En façade, les hommes viennent seulement se faire laver et masser, “mais en réalité, comme dans tous les soaplands, on leur offre plus…” Kent, non plus, n’a jamais eu de problèmes avec la police. “Nous en aurions si nous racolions ou si nous recrutions des filles dans la rue.” L’initiative doit venir d’elles et, selon Kent, “nous recevons plus de candidatures que nos capacités d’accueil. Comme nous travaillons essentiellement avec des étrangers, cela rassure les filles : elles ont moins peur de se retrouver face à une personne qu’elles pourraient connaître.”

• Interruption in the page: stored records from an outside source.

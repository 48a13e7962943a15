//! Settings for the final compositing pass.
//!
//! The compositor samples the image through a UV offset taken from the
//! flowmap's red channel, then blends toward a paper-tinted grayscale
//! version of it where the flow is strong. See [`crate::CompositingStage`].

use serde::{Deserialize, Serialize};

use crate::error::{check_range, ConfigError};

fn default_displacement() -> f32 {
    0.01
}

fn default_blend_gain() -> f32 {
    10.0
}

/// Tunables for [`crate::CompositingStage`].
#[derive(Debug, Clone, Copy, PartialEq, Serialize, Deserialize)]
pub struct CompositeConfig {
    /// UV offset per unit of flow red. Moves the sample right and up.
    #[serde(default = "default_displacement")]
    pub displacement: f32,
    /// Multiplier on the squared flow channel before clamping to 1, so the
    /// blend saturates quickly once flow builds up.
    #[serde(default = "default_blend_gain")]
    pub blend_gain: f32,
}

impl Default for CompositeConfig {
    fn default() -> Self {
        Self {
            displacement: default_displacement(),
            blend_gain: default_blend_gain(),
        }
    }
}

impl CompositeConfig {
    pub fn with_displacement(mut self, displacement: f32) -> Self {
        self.displacement = displacement;
        self
    }

    pub fn with_blend_gain(mut self, gain: f32) -> Self {
        self.blend_gain = gain.max(0.0);
        self
    }

    /// Reject non-finite displacement and negative or non-finite gain.
    pub fn validate(&self) -> Result<(), ConfigError> {
        check_range(
            "composite.displacement",
            self.displacement as f64,
            f32::MIN as f64,
            f32::MAX as f64,
        )?;
        check_range("composite.blend_gain", self.blend_gain as f64, 0.0, f32::MAX as f64)
    }

    /// Weight the shader gives a flow channel value `c`.
    pub fn blend_weight(&self, c: f32) -> f32 {
        (c * c * self.blend_gain).min(1.0)
    }
}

“Je ne comprend pas pourquoi de plus en plus de Japonais trouvent cette industrie dégoûtante. Dans la religion shinto, le sexe n’est pas tabou” Toru Shinkai, manager d’une entreprise de recrutement
Toru Shinkai ne comprend pas pourquoi “de plus en plus de Japonais trouvent cette industrie dégoûtante. Dans la religion shinto, le sexe n’est pas tabou.” Il confirme que l’industrie du sexe ne s’est jamais aussi bien portée au Japon en rappelant que “l’acte sexuel et la pénétration tarifés sont officiellement interdits par la loi. Pas le reste”. Ce qui complète d’offrir de beaux jours aux enseignes spécialisées dans la masturbation, la fellation, etc.

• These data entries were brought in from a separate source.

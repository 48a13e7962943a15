//! Flowmap configuration and pointer state.
//!
//! A flowmap is a small square texture that accumulates pointer "paint".
//! Each frame the previous contents are multiplied by `dissipation`, and a
//! noisy blot is stamped around the pointer: red inside a tight threshold,
//! blue inside a slightly wider one. The GPU side lives in
//! [`crate::FlowmapState`]; this module only holds the plain data.
//!
//! # Example
//!
//! ```ignore
//! let config = FlowmapConfig::for_image()
//!     .with_falloff(0.3)
//!     .with_dissipation(0.95);
//! let mut flowmap = FlowmapState::new(ctx.clone(), config);
//! flowmap.set_input(PointerState::new(Vec2::new(0.5, 0.5), Vec2::ZERO));
//! flowmap.advance()?;
//! ```

use glam::Vec2;
use serde::{Deserialize, Serialize};

use crate::error::{check_range, ConfigError};

/// Numeric precision of the flowmap render surfaces.
#[derive(Debug, Clone, Copy, PartialEq, Eq, Hash, Default, Serialize, Deserialize)]
#[serde(rename_all = "snake_case")]
pub enum Precision {
    /// 16-bit float per channel (`Rgba16Float`). Preferred.
    #[default]
    Half,
    /// 32-bit float per channel (`Rgba32Float`). Only linearly filterable
    /// when the adapter exposes `FLOAT32_FILTERABLE`.
    Full,
    /// 8-bit normalized per channel (`Rgba8Unorm`). Last resort; decay
    /// quantizes to 1/255 steps.
    Byte,
}

impl Precision {
    /// Texture format backing this precision.
    pub fn format(self) -> wgpu::TextureFormat {
        match self {
            Precision::Half => wgpu::TextureFormat::Rgba16Float,
            Precision::Full => wgpu::TextureFormat::Rgba32Float,
            Precision::Byte => wgpu::TextureFormat::Rgba8Unorm,
        }
    }

    /// Order in which formats are tried when this precision is requested.
    pub fn fallback_chain(self) -> &'static [Precision] {
        match self {
            Precision::Half => &[Precision::Half, Precision::Byte],
            Precision::Full => &[Precision::Full, Precision::Half, Precision::Byte],
            Precision::Byte => &[Precision::Byte],
        }
    }
}

fn default_size() -> u32 {
    FlowmapConfig::DEFAULT_SIZE
}

fn default_falloff() -> f32 {
    0.3
}

fn default_alpha() -> f32 {
    1.0
}

fn default_dissipation() -> f32 {
    0.95
}

fn default_noise_strength() -> f32 {
    0.2
}

fn default_noise_scale() -> f32 {
    15.0
}

fn default_aspect_correction() -> bool {
    true
}

/// Configuration for a flowmap.
///
/// Everything here is fixed once the [`crate::FlowmapState`] is built,
/// except the viewport aspect which is pushed every frame.
#[derive(Debug, Clone, PartialEq, Serialize, Deserialize)]
pub struct FlowmapConfig {
    /// Width and height of both render surfaces, in texels.
    #[serde(default = "default_size")]
    pub size: u32,

    /// Stamp radius as a fraction of the surface. The shader uses half of
    /// this as the outer edge of the falloff ramp.
    #[serde(default = "default_falloff")]
    pub falloff: f32,

    /// Stamp opacity (0.0-1.0).
    #[serde(default = "default_alpha")]
    pub alpha: f32,

    /// Per-step decay multiplier in (0, 1). Closer to 1 fades slower.
    #[serde(default = "default_dissipation")]
    pub dissipation: f32,

    /// Forced surface precision. `None` picks [`Precision::Half`] and falls
    /// back from there.
    #[serde(default)]
    pub precision: Option<Precision>,

    /// How strongly fractal noise perturbs the stamp edge. 0.0 gives a
    /// clean disc; at most [`FlowmapConfig::MAX_NOISE_STRENGTH`].
    #[serde(default = "default_noise_strength")]
    pub noise_strength: f32,

    /// Spatial frequency of the edge noise in UV space.
    #[serde(default = "default_noise_scale")]
    pub noise_scale: f32,

    /// Scale the horizontal pointer offset by the viewport aspect so the
    /// stamp stays round on non-square viewports.
    #[serde(default = "default_aspect_correction")]
    pub aspect_correction: bool,
}

impl Default for FlowmapConfig {
    fn default() -> Self {
        Self::new(Self::DEFAULT_SIZE)
    }
}

impl FlowmapConfig {
    /// Surface size for generic use.
    pub const DEFAULT_SIZE: u32 = 128;
    /// Surface size used by the image effect.
    pub const IMAGE_SIZE: u32 = 512;
    /// Largest supported surface size.
    pub const MAX_SIZE: u32 = 4096;
    /// Upper bound on `noise_strength`.
    ///
    /// The stamp test scales the distance by `1 + fbm * strength`, and `fbm`
    /// can reach `-FBM_AMPLITUDE`. Past this bound that factor nears zero and
    /// texels far from the pointer (or any texel, with the pointer at the
    /// inactive sentinel) pass the threshold.
    pub const MAX_NOISE_STRENGTH: f32 = 0.75;

    /// Create a configuration with the given surface size.
    ///
    /// Default values:
    /// - `falloff`: 0.3
    /// - `alpha`: 1.0
    /// - `dissipation`: 0.95
    /// - `precision`: negotiated (half float preferred)
    /// - `noise_strength`: 0.2
    /// - `noise_scale`: 15.0
    pub fn new(size: u32) -> Self {
        assert!(size >= 1, "Flowmap size must be at least 1");
        assert!(size <= Self::MAX_SIZE, "Flowmap size must be at most 4096");
        Self {
            size,
            falloff: default_falloff(),
            alpha: default_alpha(),
            dissipation: default_dissipation(),
            precision: None,
            noise_strength: default_noise_strength(),
            noise_scale: default_noise_scale(),
            aspect_correction: default_aspect_correction(),
        }
    }

    /// Configuration used behind an image: 512x512 surfaces.
    pub fn for_image() -> Self {
        Self::new(Self::IMAGE_SIZE)
    }

    /// Set the stamp falloff radius.
    pub fn with_falloff(mut self, falloff: f32) -> Self {
        self.falloff = falloff.max(0.0);
        self
    }

    /// Set the stamp opacity (clamped to 0.0-1.0).
    pub fn with_alpha(mut self, alpha: f32) -> Self {
        self.alpha = alpha.clamp(0.0, 1.0);
        self
    }

    /// Set the per-step decay multiplier (clamped to 0.0-1.0).
    ///
    /// - 0.99 = slow fade
    /// - 0.95 = default
    /// - 0.8 = fast fade
    pub fn with_dissipation(mut self, dissipation: f32) -> Self {
        self.dissipation = dissipation.clamp(0.0, 1.0);
        self
    }

    /// Force a surface precision instead of negotiating from half float.
    pub fn with_precision(mut self, precision: Precision) -> Self {
        self.precision = Some(precision);
        self
    }

    /// Set the edge-noise strength (clamped to 0.0-[`Self::MAX_NOISE_STRENGTH`]).
    /// 0.0 disables the perturbation.
    pub fn with_noise_strength(mut self, strength: f32) -> Self {
        self.noise_strength = strength.clamp(0.0, Self::MAX_NOISE_STRENGTH);
        self
    }

    /// Set the edge-noise frequency.
    pub fn with_noise_scale(mut self, scale: f32) -> Self {
        self.noise_scale = scale;
        self
    }

    /// Enable or disable aspect correction of the stamp.
    pub fn with_aspect_correction(mut self, enabled: bool) -> Self {
        self.aspect_correction = enabled;
        self
    }

    /// Outer edge of the falloff ramp as seen by the shader.
    pub fn shader_falloff(&self) -> f32 {
        self.falloff * 0.5
    }

    /// Requested precision, or the preferred default.
    pub fn requested_precision(&self) -> Precision {
        self.precision.unwrap_or_default()
    }

    /// Reject values the builder methods would have clamped or refused.
    ///
    /// Deserialized configs skip the builders, so settings files go through
    /// this before use.
    pub fn validate(&self) -> Result<(), ConfigError> {
        check_range("flowmap.size", self.size as f64, 1.0, Self::MAX_SIZE as f64)?;
        check_range("flowmap.falloff", self.falloff as f64, 0.0, f32::MAX as f64)?;
        check_range("flowmap.alpha", self.alpha as f64, 0.0, 1.0)?;
        check_range("flowmap.dissipation", self.dissipation as f64, 0.0, 1.0)?;
        check_range(
            "flowmap.noise_strength",
            self.noise_strength as f64,
            0.0,
            Self::MAX_NOISE_STRENGTH as f64,
        )?;
        check_range(
            "flowmap.noise_scale",
            self.noise_scale as f64,
            f32::MIN as f64,
            f32::MAX as f64,
        )?;
        Ok(())
    }

    /// Copy with every field forced into its supported range.
    pub fn clamped(&self) -> Self {
        let finite_or = |v: f32, fallback: f32| if v.is_finite() { v } else { fallback };
        Self {
            size: self.size.clamp(1, Self::MAX_SIZE),
            falloff: finite_or(self.falloff, default_falloff()).max(0.0),
            alpha: finite_or(self.alpha, default_alpha()).clamp(0.0, 1.0),
            dissipation: finite_or(self.dissipation, default_dissipation()).clamp(0.0, 1.0),
            precision: self.precision,
            noise_strength: finite_or(self.noise_strength, default_noise_strength())
                .clamp(0.0, Self::MAX_NOISE_STRENGTH),
            noise_scale: finite_or(self.noise_scale, default_noise_scale()),
            aspect_correction: self.aspect_correction,
        }
    }
}

/// Latest pointer sample fed to the flowmap.
///
/// `position` is normalized to [0,1]² with y pointing up, or
/// [`PointerState::INACTIVE`] when nothing should be stamped. `velocity` is
/// in screen pixels per millisecond.
#[derive(Debug, Clone, Copy, PartialEq)]
pub struct PointerState {
    pub position: Vec2,
    pub velocity: Vec2,
}

impl Default for PointerState {
    fn default() -> Self {
        Self::inactive()
    }
}

impl PointerState {
    /// Off-canvas sentinel position. Far enough from every texel that the
    /// stamp threshold can never be met.
    pub const INACTIVE: Vec2 = Vec2::new(-1.0, -1.0);

    pub fn new(position: Vec2, velocity: Vec2) -> Self {
        Self { position, velocity }
    }

    /// No stamping, zero velocity.
    pub fn inactive() -> Self {
        Self {
            position: Self::INACTIVE,
            velocity: Vec2::ZERO,
        }
    }

    pub fn is_active(&self) -> bool {
        self.position != Self::INACTIVE
    }
}

#[cfg(test)]
mod tests {
    use super::*;

    #[test]
    fn test_defaults() {
        let config = FlowmapConfig::default();
        assert_eq!(config.size, 128);
        assert_eq!(config.falloff, 0.3);
        assert_eq!(config.alpha, 1.0);
        assert_eq!(config.dissipation, 0.95);
        assert_eq!(config.precision, None);
        assert!(config.aspect_correction);
        assert_eq!(FlowmapConfig::for_image().size, 512);
    }

    #[test]
    fn test_shader_falloff_is_halved() {
        let config = FlowmapConfig::default().with_falloff(0.3);
        assert!((config.shader_falloff() - 0.15).abs() < 1e-6);
    }

    #[test]
    fn test_builder_clamps() {
        let config = FlowmapConfig::new(64)
            .with_alpha(2.0)
            .with_dissipation(1.5)
            .with_noise_strength(-1.0);
        assert_eq!(config.alpha, 1.0);
        assert_eq!(config.dissipation, 1.0);
        assert_eq!(config.noise_strength, 0.0);

        let noisy = FlowmapConfig::new(64).with_noise_strength(3.0);
        assert_eq!(noisy.noise_strength, FlowmapConfig::MAX_NOISE_STRENGTH);
    }

    #[test]
    fn test_max_noise_strength_keeps_sentinel_outside_threshold() {
        // The nearest texel to (-1, -1) is at least 1.0 away vertically, and
        // speed shortens the distance by at most 0.1.
        let min_sentinel_dist = 1.0 - 0.1;
        let worst_scale = 1.0 - crate::shader_utils::FBM_AMPLITUDE * FlowmapConfig::MAX_NOISE_STRENGTH;
        assert!(worst_scale > 0.0);
        // Blue has the wider threshold
        assert!(min_sentinel_dist * worst_scale > 0.125);
    }

    #[test]
    fn test_validate_accepts_builder_output() {
        let config = FlowmapConfig::new(64)
            .with_alpha(7.0)
            .with_dissipation(1.5)
            .with_noise_strength(3.0);
        assert!(config.validate().is_ok());
        assert!(FlowmapConfig::default().validate().is_ok());
    }

    #[test]
    fn test_validate_rejects_out_of_range_fields() {
        let mut config = FlowmapConfig::default();
        config.dissipation = 1.5;
        assert!(matches!(
            config.validate(),
            Err(ConfigError::OutOfRange { field: "flowmap.dissipation", .. })
        ));

        let mut config = FlowmapConfig::default();
        config.size = 0;
        assert!(config.validate().is_err());

        let mut config = FlowmapConfig::default();
        config.noise_strength = 3.0;
        assert!(matches!(
            config.validate(),
            Err(ConfigError::OutOfRange { field: "flowmap.noise_strength", .. })
        ));

        let mut config = FlowmapConfig::default();
        config.alpha = f32::NAN;
        assert!(config.validate().is_err());
    }

    #[test]
    fn test_clamped_repairs_struct_literal_values() {
        let config = FlowmapConfig {
            size: 0,
            dissipation: 1.5,
            alpha: 7.0,
            noise_strength: 3.0,
            noise_scale: f32::INFINITY,
            ..FlowmapConfig::default()
        }
        .clamped();
        assert_eq!(config.size, 1);
        assert_eq!(config.dissipation, 1.0);
        assert_eq!(config.alpha, 1.0);
        assert_eq!(config.noise_strength, FlowmapConfig::MAX_NOISE_STRENGTH);
        assert_eq!(config.noise_scale, 15.0);
        assert!(config.validate().is_ok());
    }

    #[test]
    #[should_panic(expected = "at least 1")]
    fn test_zero_size_rejected() {
        let _ = FlowmapConfig::new(0);
    }

    #[test]
    fn test_requested_precision_defaults_to_half() {
        assert_eq!(FlowmapConfig::default().requested_precision(), Precision::Half);
        assert_eq!(
            FlowmapConfig::default()
                .with_precision(Precision::Full)
                .requested_precision(),
            Precision::Full
        );
    }

    #[test]
    fn test_fallback_chain_ends_in_byte() {
        for p in [Precision::Half, Precision::Full, Precision::Byte] {
            let chain = p.fallback_chain();
            assert_eq!(chain[0], p);
            assert_eq!(*chain.last().unwrap(), Precision::Byte);
        }
    }

    #[test]
    fn test_partial_json_uses_defaults() {
        let config: FlowmapConfig =
            serde_json::from_str(r#"{ "size": 256, "precision": "full" }"#).unwrap();
        assert_eq!(config.size, 256);
        assert_eq!(config.precision, Some(Precision::Full));
        assert_eq!(config.dissipation, 0.95);
        assert_eq!(config.noise_scale, 15.0);
    }

    #[test]
    fn test_pointer_sentinel() {
        let p = PointerState::default();
        assert!(!p.is_active());
        assert_eq!(p.velocity, Vec2::ZERO);
        assert!(PointerState::new(Vec2::new(0.0, 0.0), Vec2::ZERO).is_active());
    }
}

Sans prévenir, Mitsumi a du vague-à-l’âme. Depuis qu’elle a commencé ce métier, elle ne cache pas une certaine solitude. “Je n’ai pas d’amis, regrette-t-elle. Je ne peux parler de ma profession à personne. Une fois, j’ai eu le cœur qui battait pour un régulier mais ça s’est mal terminé (rires). Je ne crois pas que je me marierai un jour mais je garde l’espoir de devenir mère. J’espère que ce sera possible. Je garde aussi le rêve de devenir dessinatrice même si pour le moment, je ne dessine que pour mes clients.”